▶ Required work
Could you set down exactly the lines in the records below between the line holding "Application state management." and the line holding "filename src/domain/mod.rs", inclusive?

BEGIN Dataset excerpts

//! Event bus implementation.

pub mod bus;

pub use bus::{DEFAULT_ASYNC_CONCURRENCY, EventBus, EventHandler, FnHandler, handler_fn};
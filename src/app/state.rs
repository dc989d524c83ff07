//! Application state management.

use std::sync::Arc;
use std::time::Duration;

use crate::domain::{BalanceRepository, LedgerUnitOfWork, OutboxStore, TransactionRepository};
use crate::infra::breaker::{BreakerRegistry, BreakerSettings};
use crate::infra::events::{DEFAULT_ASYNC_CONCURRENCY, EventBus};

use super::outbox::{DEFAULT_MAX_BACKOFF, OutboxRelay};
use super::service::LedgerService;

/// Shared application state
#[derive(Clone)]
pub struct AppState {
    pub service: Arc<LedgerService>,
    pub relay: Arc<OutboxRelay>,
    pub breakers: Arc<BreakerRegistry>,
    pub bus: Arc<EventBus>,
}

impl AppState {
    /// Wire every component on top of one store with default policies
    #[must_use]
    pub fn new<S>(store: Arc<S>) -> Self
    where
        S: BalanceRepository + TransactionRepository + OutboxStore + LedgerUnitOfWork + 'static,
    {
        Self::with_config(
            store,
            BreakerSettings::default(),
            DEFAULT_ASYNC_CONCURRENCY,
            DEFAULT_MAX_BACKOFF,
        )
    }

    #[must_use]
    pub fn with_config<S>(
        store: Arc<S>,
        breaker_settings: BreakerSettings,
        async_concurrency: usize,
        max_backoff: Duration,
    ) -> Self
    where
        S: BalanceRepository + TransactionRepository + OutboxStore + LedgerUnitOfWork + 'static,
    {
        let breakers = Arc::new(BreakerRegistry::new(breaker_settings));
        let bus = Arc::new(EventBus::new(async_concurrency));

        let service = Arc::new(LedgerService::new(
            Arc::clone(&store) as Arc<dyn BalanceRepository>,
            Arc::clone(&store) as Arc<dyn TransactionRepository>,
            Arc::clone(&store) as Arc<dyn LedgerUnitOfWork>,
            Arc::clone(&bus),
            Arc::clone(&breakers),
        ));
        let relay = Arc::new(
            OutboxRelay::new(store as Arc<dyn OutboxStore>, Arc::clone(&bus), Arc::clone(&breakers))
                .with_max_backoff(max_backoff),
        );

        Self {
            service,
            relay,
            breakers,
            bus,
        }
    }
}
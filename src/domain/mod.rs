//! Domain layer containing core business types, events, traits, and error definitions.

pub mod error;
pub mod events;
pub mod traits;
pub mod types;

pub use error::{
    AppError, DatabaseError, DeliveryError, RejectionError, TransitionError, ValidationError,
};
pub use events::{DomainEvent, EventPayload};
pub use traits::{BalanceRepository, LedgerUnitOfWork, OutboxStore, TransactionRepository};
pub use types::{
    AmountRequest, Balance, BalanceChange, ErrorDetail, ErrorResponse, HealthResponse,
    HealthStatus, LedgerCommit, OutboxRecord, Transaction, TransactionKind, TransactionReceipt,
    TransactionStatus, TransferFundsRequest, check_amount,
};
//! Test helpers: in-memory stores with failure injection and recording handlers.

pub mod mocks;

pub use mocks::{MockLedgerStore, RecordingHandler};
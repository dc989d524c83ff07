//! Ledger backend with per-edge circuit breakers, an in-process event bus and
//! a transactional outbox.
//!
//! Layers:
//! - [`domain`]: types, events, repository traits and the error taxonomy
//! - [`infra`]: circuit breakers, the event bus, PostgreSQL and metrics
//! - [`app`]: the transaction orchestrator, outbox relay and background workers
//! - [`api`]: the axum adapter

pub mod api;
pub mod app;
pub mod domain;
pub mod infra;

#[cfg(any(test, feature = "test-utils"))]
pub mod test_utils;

END Dataset excerpts
BEGIN Dataset excerpts

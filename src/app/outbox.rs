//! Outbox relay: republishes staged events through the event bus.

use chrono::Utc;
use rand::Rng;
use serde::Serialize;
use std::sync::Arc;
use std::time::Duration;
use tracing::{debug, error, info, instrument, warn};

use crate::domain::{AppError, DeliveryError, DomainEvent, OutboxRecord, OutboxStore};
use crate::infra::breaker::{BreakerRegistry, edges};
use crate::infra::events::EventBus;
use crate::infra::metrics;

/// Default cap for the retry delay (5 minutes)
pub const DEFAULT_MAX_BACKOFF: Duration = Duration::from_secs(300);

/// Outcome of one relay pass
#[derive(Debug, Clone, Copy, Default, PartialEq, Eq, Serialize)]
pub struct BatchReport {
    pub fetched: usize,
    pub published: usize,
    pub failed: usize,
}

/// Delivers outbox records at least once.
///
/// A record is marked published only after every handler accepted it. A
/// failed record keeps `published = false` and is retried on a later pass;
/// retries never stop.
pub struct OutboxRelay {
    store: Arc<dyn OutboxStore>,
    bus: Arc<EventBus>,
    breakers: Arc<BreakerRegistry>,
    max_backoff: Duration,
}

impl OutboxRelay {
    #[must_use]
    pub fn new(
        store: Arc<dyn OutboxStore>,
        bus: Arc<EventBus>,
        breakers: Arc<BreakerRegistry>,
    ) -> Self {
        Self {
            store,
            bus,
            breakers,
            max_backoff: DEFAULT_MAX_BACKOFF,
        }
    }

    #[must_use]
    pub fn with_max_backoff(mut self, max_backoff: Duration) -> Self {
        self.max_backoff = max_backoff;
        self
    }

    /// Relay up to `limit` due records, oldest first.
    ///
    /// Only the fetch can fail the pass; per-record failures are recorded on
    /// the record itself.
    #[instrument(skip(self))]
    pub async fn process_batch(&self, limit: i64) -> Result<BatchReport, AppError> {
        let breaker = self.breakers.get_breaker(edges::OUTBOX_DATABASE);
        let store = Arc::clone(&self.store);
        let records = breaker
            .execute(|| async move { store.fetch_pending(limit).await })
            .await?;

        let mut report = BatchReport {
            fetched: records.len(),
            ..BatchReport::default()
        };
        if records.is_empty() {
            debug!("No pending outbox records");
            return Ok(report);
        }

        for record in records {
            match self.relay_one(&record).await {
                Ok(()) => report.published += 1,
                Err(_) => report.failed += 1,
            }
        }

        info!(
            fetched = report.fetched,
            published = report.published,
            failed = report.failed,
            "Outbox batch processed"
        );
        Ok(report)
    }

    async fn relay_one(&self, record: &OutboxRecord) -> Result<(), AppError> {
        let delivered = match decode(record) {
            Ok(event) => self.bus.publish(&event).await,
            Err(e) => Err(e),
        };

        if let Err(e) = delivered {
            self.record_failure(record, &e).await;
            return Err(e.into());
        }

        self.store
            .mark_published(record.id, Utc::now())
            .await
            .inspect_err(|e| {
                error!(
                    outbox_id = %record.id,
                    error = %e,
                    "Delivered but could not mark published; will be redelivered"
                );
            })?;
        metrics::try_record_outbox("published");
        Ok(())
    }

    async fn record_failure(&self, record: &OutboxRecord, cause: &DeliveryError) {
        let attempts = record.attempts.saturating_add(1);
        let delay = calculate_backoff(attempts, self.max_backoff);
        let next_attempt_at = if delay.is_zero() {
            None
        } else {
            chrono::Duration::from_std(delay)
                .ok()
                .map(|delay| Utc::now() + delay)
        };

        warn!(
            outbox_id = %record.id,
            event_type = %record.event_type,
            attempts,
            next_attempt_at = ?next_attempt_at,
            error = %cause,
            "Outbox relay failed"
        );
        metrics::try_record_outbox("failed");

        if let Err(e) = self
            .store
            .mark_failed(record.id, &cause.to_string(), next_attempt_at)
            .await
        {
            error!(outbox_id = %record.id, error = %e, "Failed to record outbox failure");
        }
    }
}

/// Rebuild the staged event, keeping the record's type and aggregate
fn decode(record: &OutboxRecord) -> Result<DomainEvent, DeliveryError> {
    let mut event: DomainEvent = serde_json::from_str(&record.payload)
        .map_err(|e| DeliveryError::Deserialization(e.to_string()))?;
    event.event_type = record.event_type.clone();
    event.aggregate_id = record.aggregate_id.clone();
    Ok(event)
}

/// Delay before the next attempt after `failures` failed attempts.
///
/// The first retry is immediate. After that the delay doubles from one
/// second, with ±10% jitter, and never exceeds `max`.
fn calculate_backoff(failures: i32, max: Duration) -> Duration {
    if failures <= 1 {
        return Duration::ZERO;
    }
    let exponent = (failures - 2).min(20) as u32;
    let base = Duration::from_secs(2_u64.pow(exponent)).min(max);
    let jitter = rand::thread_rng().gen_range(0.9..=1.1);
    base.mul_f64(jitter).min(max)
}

END Dataset excerpts

▶ Problem solution
//! Application state management.

use std::sync::Arc;
use std::time::Duration;

use crate::domain::{BalanceRepository, LedgerUnitOfWork, OutboxStore, TransactionRepository};
use crate::infra::breaker::{BreakerRegistry, BreakerSettings};
use crate::infra::events::{DEFAULT_ASYNC_CONCURRENCY, EventBus};

use super::outbox::{DEFAULT_MAX_BACKOFF, OutboxRelay};
use super::service::LedgerService;

/// Shared application state
#[derive(Clone)]
pub struct AppState {
    pub service: Arc<LedgerService>,
    pub relay: Arc<OutboxRelay>,
    pub breakers: Arc<BreakerRegistry>,
    pub bus: Arc<EventBus>,
}

impl AppState {
    /// Wire every component on top of one store with default policies
    #[must_use]
    pub fn new<S>(store: Arc<S>) -> Self
    where
        S: BalanceRepository + TransactionRepository + OutboxStore + LedgerUnitOfWork + 'static,
    {
        Self::with_config(
            store,
            BreakerSettings::default(),
            DEFAULT_ASYNC_CONCURRENCY,
            DEFAULT_MAX_BACKOFF,
        )
    }

    #[must_use]
    pub fn with_config<S>(
        store: Arc<S>,
        breaker_settings: BreakerSettings,
        async_concurrency: usize,
        max_backoff: Duration,
    ) -> Self
    where
        S: BalanceRepository + TransactionRepository + OutboxStore + LedgerUnitOfWork + 'static,
    {
        let breakers = Arc::new(BreakerRegistry::new(breaker_settings));
        let bus = Arc::new(EventBus::new(async_concurrency));

        let service = Arc::new(LedgerService::new(
            Arc::clone(&store) as Arc<dyn BalanceRepository>,
            Arc::clone(&store) as Arc<dyn TransactionRepository>,
            Arc::clone(&store) as Arc<dyn LedgerUnitOfWork>,
            Arc::clone(&bus),
            Arc::clone(&breakers),
        ));
        let relay = Arc::new(
            OutboxRelay::new(store as Arc<dyn OutboxStore>, Arc::clone(&bus), Arc::clone(&breakers))
                .with_max_backoff(max_backoff),
        );

        Self {
            service,
            relay,
            breakers,
            bus,
        }
    }
}
filename src/domain/mod.rs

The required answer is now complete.